Horn started studying piano and composition at Howard University's School of Music when she was 12, with dreams of a career in classical music. But the realities of racism in the '40s precluded that possibility, and by the late '40s she'd become immersed in the thriving jazz scene around 14th and U streets NW. Debussy and Rachmaninoff gave way to Oscar Peterson, Wynton Kelly, Erroll Garner and Jamal. The girl piano player began to make an impression in local clubs, but even after forming her first trio in 1954, Horn was not one to advance herself.

In fact, that Horn came to sing at all was part accident -- a patron bribed her to sing "Melancholy Baby" -- and part pragmatism: A club owner gave Horn a raise on the condition that she keep singing.

That Miles Davis became a fan via Horn's 1960 debut album, "Embers and Ashes," was part miracle: few copies were manufactured and they were hard to find. Yet Davis managed to and became smitten, playing it so much at home that his kids could sing along to it. A year later, he invited Horn to open for him at the Village Vanguard, though that opportunity almost passed. When he called her and made the offer, Horn didn't believe it was really Davis. She hung up. But Davis sent her a train ticket to New York, and she went.
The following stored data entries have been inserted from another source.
use std::collections::HashMap;

use serde::{Deserialize, Serialize};

use crate::swing::{ClubType, MeasureField, SwingMeasurement};

/// Score given to an axis that has no reference entry.
pub const NEUTRAL_SCORE: f64 = 50.0;
/// Score assigned to a value equal to the successful-swing anchor.
pub const ANCHOR_SCORE: f64 = 80.0;

#[derive(Debug, Clone, Copy, PartialEq, Eq, Hash, Serialize, Deserialize)]
pub enum SixAxis {
    #[serde(rename = "halfwaybackFaceAngleToVertical")]
    HalfwayBackFace,
    #[serde(rename = "halfwaydownFaceAngleToVertical")]
    HalfwayDownFace,
    #[serde(rename = "impactHandFirst")]
    HandFirst,
    #[serde(rename = "LieDelta")]
    LieDelta,
    #[serde(rename = "SRDelta")]
    ShaftRotationDelta,
    #[serde(rename = "ClosureAngle")]
    ClosureAngle,
}

impl SixAxis {
    pub const ALL: [SixAxis; 6] = [
        SixAxis::HalfwayBackFace,
        SixAxis::HalfwayDownFace,
        SixAxis::HandFirst,
        SixAxis::LieDelta,
        SixAxis::ShaftRotationDelta,
        SixAxis::ClosureAngle,
    ];

    pub fn label(&self) -> &'static str {
        match self {
            SixAxis::HalfwayBackFace => "Halfway-back face",
            SixAxis::HalfwayDownFace => "Halfway-down face",
            SixAxis::HandFirst => "Hand first",
            SixAxis::LieDelta => "Lie delta",
            SixAxis::ShaftRotationDelta => "Shaft rotation",
            SixAxis::ClosureAngle => "Closure angle",
        }
    }

    /// Raw axis value derived from a measurement, if its inputs are present.
    pub fn value_of(&self, swing: &SwingMeasurement) -> Option<f64> {
        match self {
            SixAxis::HalfwayBackFace => swing.get(MeasureField::HalfwaybackFaceAngleToVertical),
            SixAxis::HalfwayDownFace => swing.get(MeasureField::HalfwaydownFaceAngleToVertical),
            SixAxis::HandFirst => swing.get(MeasureField::ImpactHandFirst),
            SixAxis::LieDelta => swing.lie_delta(),
            SixAxis::ShaftRotationDelta => swing.shaft_rotation_delta(),
            SixAxis::ClosureAngle => swing.closure_angle(),
        }
    }
}

/// Reference point for one axis: `mu80` maps to a score of 80.
#[derive(Debug, Clone, Copy, PartialEq, Serialize, Deserialize)]
pub struct AxisStat {
    pub mu80: f64,
    pub sigma: f64,
}

#[derive(Debug, Clone, Default, PartialEq, Serialize, Deserialize)]
pub struct SixAxisStats {
    #[serde(default)]
    pub driver: HashMap<SixAxis, AxisStat>,
    #[serde(default)]
    pub iron: HashMap<SixAxis, AxisStat>,
}

#[derive(Debug, Clone, Copy, PartialEq, Serialize)]
pub struct AxisScore {
    pub axis: SixAxis,
    pub value: f64,
    pub score: f64,
}

impl SixAxisStats {
    pub fn stat(&self, axis: SixAxis, club: ClubType) -> Option<&AxisStat> {
        match club {
            ClubType::Driver => self.driver.get(&axis),
            ClubType::Iron => self.iron.get(&axis),
        }
    }

    /// Deviation score in `[0, 100]`, rounded to one decimal.
    pub fn score(&self, axis: SixAxis, value: f64, club: ClubType) -> f64 {
        let Some(stat) = self.stat(axis, club) else {
            log::warn!(
                "[SIX-AXIS] No reference for {:?} ({}), using neutral score",
                axis,
                club.code()
            );
            return NEUTRAL_SCORE;
        };

        if value.is_nan() || !stat.sigma.is_finite() || stat.sigma <= 0.0 || !stat.mu80.is_finite()
        {
            log::warn!(
                "[SIX-AXIS] Unusable input for {:?}: value={}, mu80={}, sigma={}",
                axis,
                value,
                stat.mu80,
                stat.sigma
            );
            return NEUTRAL_SCORE;
        }

        let score = ANCHOR_SCORE + 10.0 * (value - stat.mu80) / stat.sigma;
        let score = score.clamp(0.0, 100.0);
        (score * 10.0).round() / 10.0
    }

    /// Score every axis whose inputs are present on the swing.
    pub fn score_all(&self, swing: &SwingMeasurement) -> Vec<AxisScore> {
        SixAxis::ALL
            .iter()
            .filter_map(|&axis| {
                let Some(value) = axis.value_of(swing) else {
                    log::debug!("[SIX-AXIS] {:?} unavailable on this swing", axis);
                    return None;
                };
                Some(AxisScore {
                    axis,
                    value,
                    score: self.score(axis, value, swing.club_type),
                })
            })
            .collect()
    }
}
It could have been a breakthrough moment, but in the end, it was only a moment. Quincy Jones, who was in the opening-night crowd, would produce a pair of Horn albums in the early '60s but miscast her as a stand-up singer, denying her the comfort of accompanying herself in the trio format in which she was so adept. "Nobody knows how to play for me except me," she would complain. "I need to hear my own chords and set my own tempo."

Wider recognition didn't arrive until 1986, when she signed with Verve and began a string of critically acclaimed albums that garnered nine straight Grammy nominations.

Horn never pursued a career with the single-mindedness of such peers as Ella Fitzgerald, Sarah Vaughan, Carmen McRae or Betty Carter -- she simply wasn't as driven or hard-nosed or forceful. But Horn's records drew stellar guests, and she performed around the world as her health allowed. In the end, Shirley Horn's life was much like her song: She got as much music as possible out of every precious note, and in so doing made each note that much more precious.

Last December, looking back on her life, Horn suggested that she never had a choice in the matter: "I think when I was born, it's like God said, 'Music!,' and that was it. All my life, that's all I knew. It's in me, it's jammed up and it's got to come out."